L’expert en circulation Željko Marušić estime que les ventes de véhicules vont chuter l’année prochaine, surtout pour ceux qui se vendent le plus, avec une puissance moteur allant jusqu’à 90 kilowatts (kW).

« Les personnes qui dirigent le système local et conçoivent des lois vivent dans un monde parallèle. Puisque les véhicules neufs et d’occasion deviennent plus chers, les gens opteront de plus en plus pour l’importation de ceux qu’ils peuvent se permettre, » déclare Marušić. Il estime que l’augmentation des prix basée sur les émissions de CO2 est un jeu erroné et hypocrite protégé par le grand capital.

Il estime que le meilleur mouvement de l’État serait de ramener les contributions totales sur les nouveaux véhicules moins chers à 25 %.

Selon les dernières données de l’agence Promocija Plus, au cours des onze mois de cette année, 40 631 nouveaux véhicules ont été vendus en Croatie, ce qui représente une augmentation de 21 % ou 7 024 par rapport à la même période l’année dernière.
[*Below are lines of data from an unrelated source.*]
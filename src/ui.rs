use bevy::prelude::*;

use crate::locomotion::SpeedTelemetry;
use crate::locomotion::limiter::format_speed;
use crate::time::AppSystems;

#[derive(Component, Default, PartialEq, Reflect)]
struct SpeedText;

pub(crate) fn plugin(app: &mut App) {
    app.add_systems(Startup, build_ui)
        .add_systems(Update, show_speed.in_set(AppSystems::Display))
        .register_type::<SpeedText>();
}

pub fn build_ui(mut commands: Commands) {
    commands.spawn((
        Name::new("Speedometer"),
        SpeedText,
        Node {
            position_type: PositionType::Absolute,
            left: Val::Px(16.0),
            bottom: Val::Px(16.0),
            ..default()
        },
        Text::new(format_speed(0)),
        TextFont {
            font_size: 28.0,
            ..default()
        },
    ));
}

fn show_speed(
    telemetry: Single<&SpeedTelemetry>,
    mut text: Single<&mut Text, With<SpeedText>>,
) {
    let speed = format_speed(telemetry.0.speed_kph);
    if text.0 != speed {
        text.0 = speed;
    }
}
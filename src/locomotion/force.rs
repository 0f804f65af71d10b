//! The per-physics-step driving force.

use bevy::prelude::*;

use super::body::{CharacterBody, ForceMode};
use super::sensor::{SlopeProbe, project_on_slope};

const SLOPE_FORCE_SCALE: f32 = 20.0;
const SLOPE_ADHESION_FORCE: f32 = 80.0;
const DRIVE_FORCE_SCALE: f32 = 10.0;

/// Input axes turned into a world direction. Not normalized.
pub fn move_direction(forward: Vec3, right: Vec3, horizontal: f32, vertical: f32) -> Vec3 {
    forward * vertical + right * horizontal
}

#[derive(Debug, Clone, Copy, Default, PartialEq)]
pub struct ForceContext {
    pub grounded: bool,
    pub sliding: bool,
    pub slope: SlopeProbe,
    pub exiting_slope: bool,
    pub vertical_velocity: f32,
    /// Current allowed speed.
    pub speed: f32,
    /// Speed the state machine asked for.
    pub target_speed: f32,
    pub air_multiplier: f32,
}

/// Continuous forces for one physics step, and the gravity flag to set.
#[derive(Debug, Clone, Copy, Default, PartialEq)]
pub struct LocomotionForce {
    pub slope: Option<Vec3>,
    pub adhesion: Option<Vec3>,
    pub drive: Option<Vec3>,
    pub gravity_enabled: bool,
}

impl LocomotionForce {
    pub fn compute(direction: Vec3, ctx: &ForceContext) -> Self {
        let mut force = Self {
            gravity_enabled: !ctx.slope.on_slope,
            ..default()
        };

        if ctx.slope.on_slope && !ctx.exiting_slope {
            force.slope = Some(
                project_on_slope(direction, ctx.slope.normal)
                    * ctx.target_speed
                    * SLOPE_FORCE_SCALE,
            );
            if ctx.vertical_velocity > 0.0 {
                force.adhesion = Some(Vec3::NEG_Y * SLOPE_ADHESION_FORCE);
            }
        }

        // a grounded slide is driven by the slide session alone
        let drive = direction.normalize_or_zero() * ctx.speed * DRIVE_FORCE_SCALE;
        if ctx.grounded && !ctx.sliding {
            force.drive = Some(drive);
        } else if !ctx.grounded {
            force.drive = Some(drive * ctx.air_multiplier);
        }

        force
    }

    pub fn apply(&self, body: &mut impl CharacterBody) {
        for force in [self.slope, self.adhesion, self.drive].into_iter().flatten() {
            body.apply_force(force, ForceMode::Continuous);
        }
        body.set_gravity_enabled(self.gravity_enabled);
    }
}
Rien qu’en novembre, 2 826 nouvelles voitures ont été vendues, soit 22,5 % de plus qu’en novembre dernier.

En 2008, l’année précédant la crise, 88 265 nouveaux véhicules de tourisme ont été vendus, et tout le monde s’attendait à ce que le seuil de 100 000 soit dépassé dans l’année ou deux suivantes. Cependant, l’année suivante, 2009, les ventes ont été divisées par deux pour atteindre 44 918 véhicules.
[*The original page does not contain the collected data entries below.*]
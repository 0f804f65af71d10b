//! The locomotion controller.
//!
//! Owns every piece of per-character movement state and exposes the two
//! entry points the host drives it with:
//!
//! - [`LocomotionController::on_frame_tick`] once per rendered frame, with that
//!   frame's input,
//! - [`LocomotionController::on_physics_tick`] zero or more times after it, once
//!   per fixed physics step, before the next frame tick.
//!
//! Calling them in any other order is not supported.

use bevy::prelude::*;

use super::body::CharacterBody;
use super::config::MovementConfig;
use super::crouch::CrouchController;
use super::force::{ForceContext, LocomotionForce, move_direction};
use super::input::InputSnapshot;
use super::jump::JumpController;
use super::limiter::limit_speed;
use super::ramp::{RampSlot, SpeedRamp};
use super::sensor::{GroundSensor, SlopeProbe};
use super::slide::{SlideController, SlideEnd, SlideStep};
use super::state::{MovementState, SpeedPlan, StateInputs, plan_speed, select_state};

/// What a frame tick decided.
#[derive(Reflect, Debug, Clone, Copy, Default, PartialEq)]
pub struct FrameReport {
    pub state: MovementState,
    pub speed: f32,
    pub target_speed: f32,
    /// Speedometer reading, see [`super::limiter::speed_kph`].
    pub speed_kph: i32,
}

#[derive(Reflect, Debug, Clone, PartialEq)]
pub struct LocomotionController {
    config: MovementConfig,
    sensor: GroundSensor,
    state: MovementState,
    /// Speed the body is currently allowed to move at.
    speed: f32,
    target_speed: f32,
    last_target_speed: f32,
    ramp: RampSlot,
    jump: JumpController,
    crouch: CrouchController,
    slide: SlideController,
    grounded: bool,
    slope: SlopeProbe,
    input: InputSnapshot,
}

impl LocomotionController {
    /// `standing_height` is the body's vertical scale to return to after a
    /// crouch or slide.
    pub fn new(config: MovementConfig, standing_height: f32) -> Self {
        Self {
            sensor: GroundSensor::from_config(&config),
            config,
            state: MovementState::default(),
            speed: 0.0,
            target_speed: 0.0,
            last_target_speed: 0.0,
            ramp: RampSlot::default(),
            jump: JumpController::default(),
            crouch: CrouchController::new(standing_height),
            slide: SlideController::new(standing_height),
            grounded: false,
            slope: SlopeProbe::default(),
            input: InputSnapshot::default(),
        }
    }

    pub fn config(&self) -> &MovementConfig {
        &self.config
    }

    pub fn state(&self) -> MovementState {
        self.state
    }

    pub fn speed(&self) -> f32 {
        self.speed
    }

    pub fn target_speed(&self) -> f32 {
        self.target_speed
    }

    pub fn is_grounded(&self) -> bool {
        self.grounded
    }

    pub fn slope(&self) -> SlopeProbe {
        self.slope
    }

    pub fn jump(&self) -> &JumpController {
        &self.jump
    }

    pub fn crouch(&self) -> &CrouchController {
        &self.crouch
    }

    pub fn slide(&self) -> &SlideController {
        &self.slide
    }

    pub fn ramp(&self) -> &RampSlot {
        &self.ramp
    }

    /// Slope handling applies on a walkable slope unless a jump just left it.
    fn on_walkable_slope(&self) -> bool {
        self.slope.on_slope && !self.jump.exiting_slope()
    }

    pub fn on_frame_tick(
        &mut self,
        dt: f32,
        body: &mut impl CharacterBody,
        input: &InputSnapshot,
    ) -> FrameReport {
        self.input = *input;
        self.slope = self.sensor.sense(body);
        self.grounded = self.slope.on_ground;
        if !self.grounded {
            self.stop_slide(body, SlideEnd::LeftGround);
        }

        let jumped = self.handle_actions(body);
        self.update_state(body.velocity().y);
        if let Some(speed) = self.ramp.step(dt) {
            self.speed = speed;
        }
        let speed_kph = limit_speed(body, self.speed, self.on_walkable_slope());

        if self.grounded {
            let drag = if self.slide.is_active() {
                self.config.slide_drag
            } else {
                self.config.ground_drag
            };
            body.set_drag(drag);
            if !jumped {
                self.jump.rearm();
            }
        } else {
            body.set_drag(0.0);
        }

        FrameReport {
            state: self.state,
            speed: self.speed,
            target_speed: self.target_speed,
            speed_kph,
        }
    }

    pub fn on_physics_tick(&mut self, dt: f32, body: &mut impl CharacterBody) {
        self.slope = SlopeProbe {
            on_ground: self.grounded,
            ..self.sensor.slope(body)
        };

        let sliding = self.slide.is_active();
        let direction = if sliding {
            Vec3::ZERO
        } else {
            move_direction(
                body.forward(),
                body.right(),
                self.input.horizontal,
                self.input.vertical,
            )
        };
        let ctx = ForceContext {
            grounded: self.grounded,
            sliding,
            slope: self.slope,
            exiting_slope: self.jump.exiting_slope(),
            vertical_velocity: body.velocity().y,
            speed: self.speed,
            target_speed: self.target_speed,
            air_multiplier: self.config.air_multiplier,
        };
        LocomotionForce::compute(direction, &ctx).apply(body);

        if let Some(SlideStep::Ended(reason)) =
            self.slide.step(body, &self.slope, dt, &self.config)
        {
            debug!("slide ended: {reason:?}");
        }
    }

    /// Ends an active slide from outside the controller.
    pub fn end_slide(&mut self, body: &mut impl CharacterBody) -> bool {
        self.stop_slide(body, SlideEnd::Cancelled)
    }

    fn stop_slide(&mut self, body: &mut impl CharacterBody, reason: SlideEnd) -> bool {
        let stopped = self.slide.stop(body).is_some();
        if stopped {
            debug!("slide ended: {reason:?}");
        }
        stopped
    }

    /// Jump, crouch and slide edges. Returns whether a jump fired.
    fn handle_actions(&mut self, body: &mut impl CharacterBody) -> bool {
        let input = self.input;

        let jumped = input.jump.pressed && self.jump.try_jump(body, self.config.jump_force);
        if jumped {
            debug!("jump");
        }

        if input.crouch.pressed && self.speed < self.config.crouch_max_speed {
            self.crouch.begin(
                body,
                self.config.crouch_scale,
                self.config.crouch_settle_impulse,
            );
        }
        if input.crouch.released {
            self.crouch.end(body);
        }

        if input.slide.pressed && self.grounded {
            let direction =
                move_direction(body.forward(), body.right(), input.horizontal, input.vertical);
            if self.slide.start(body, direction, self.speed, &self.config)
                && let Some(session) = self.slide.session()
            {
                debug!(
                    "slide started at speed {:.2} for {:.2}s",
                    self.speed,
                    session.remaining_time()
                );
            }
        }
        if input.slide.released {
            self.stop_slide(body, SlideEnd::KeyReleased);
        }

        jumped
    }

    fn update_state(&mut self, vertical_velocity: f32) {
        let (state, selector) = select_state(StateInputs {
            slide_active: self.slide.is_active(),
            crouch_held: self.input.crouch.held,
            sprint_held: self.input.sprint.held,
            grounded: self.grounded,
            on_slope: self.slope.on_slope,
            vertical_velocity,
        });
        self.state = state;
        self.target_speed = selector.resolve(&self.config, self.target_speed);

        match plan_speed(
            self.target_speed,
            self.last_target_speed,
            self.speed,
            self.ramp.is_running(),
            self.config.ramp_threshold,
        ) {
            SpeedPlan::Ramp { from, to } => {
                if self.ramp.start(SpeedRamp::new(from, to)).is_some() {
                    debug!("speed ramp replaced, now {from:.2} -> {to:.2}");
                } else {
                    debug!("speed ramp {from:.2} -> {to:.2}");
                }
            }
            SpeedPlan::Snap(target) => {
                self.ramp.cancel();
                self.speed = target;
            }
            SpeedPlan::Continue => {}
        }
        self.last_target_speed = self.target_speed;
    }
}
Taxe sur les voitures à payer lors de l’enregistrement

Avec les amendements à la Loi sur la taxe spéciale sur les véhicules à moteur, le Parlement a adopté une nouvelle Loi sur les taxes locales au début de décembre dans le cadre du paquet de réforme fiscale. Une nouveauté de cette loi est qu’à partir de la nouvelle année, la taxe annuelle sur les véhicules à moteur routiers, jusqu’à dix ans, sera payée lors de l’enregistrement dans les stations d’inspection technique. Jusqu’à présent, cette taxe était payée sur la base d’une décision de l’Administration fiscale, que les propriétaires de voitures recevaient par courrier.

Les montants de cette taxe n’ont pas changé, donc la taxe pour les véhicules avec une puissance moteur de 55 à 70 kilowatts (kW) jusqu’à deux ans sera de 400 kuna, de deux à cinq ans 350 kuna, et de cinq à dix ans 250 kuna.

Pour les véhicules plus puissants, ceux de 70 à 100 kW, la taxe sur les véhicules jusqu’à deux ans est de 600 kuna, de deux à cinq ans 500, et de cinq à dix ans 400 kuna.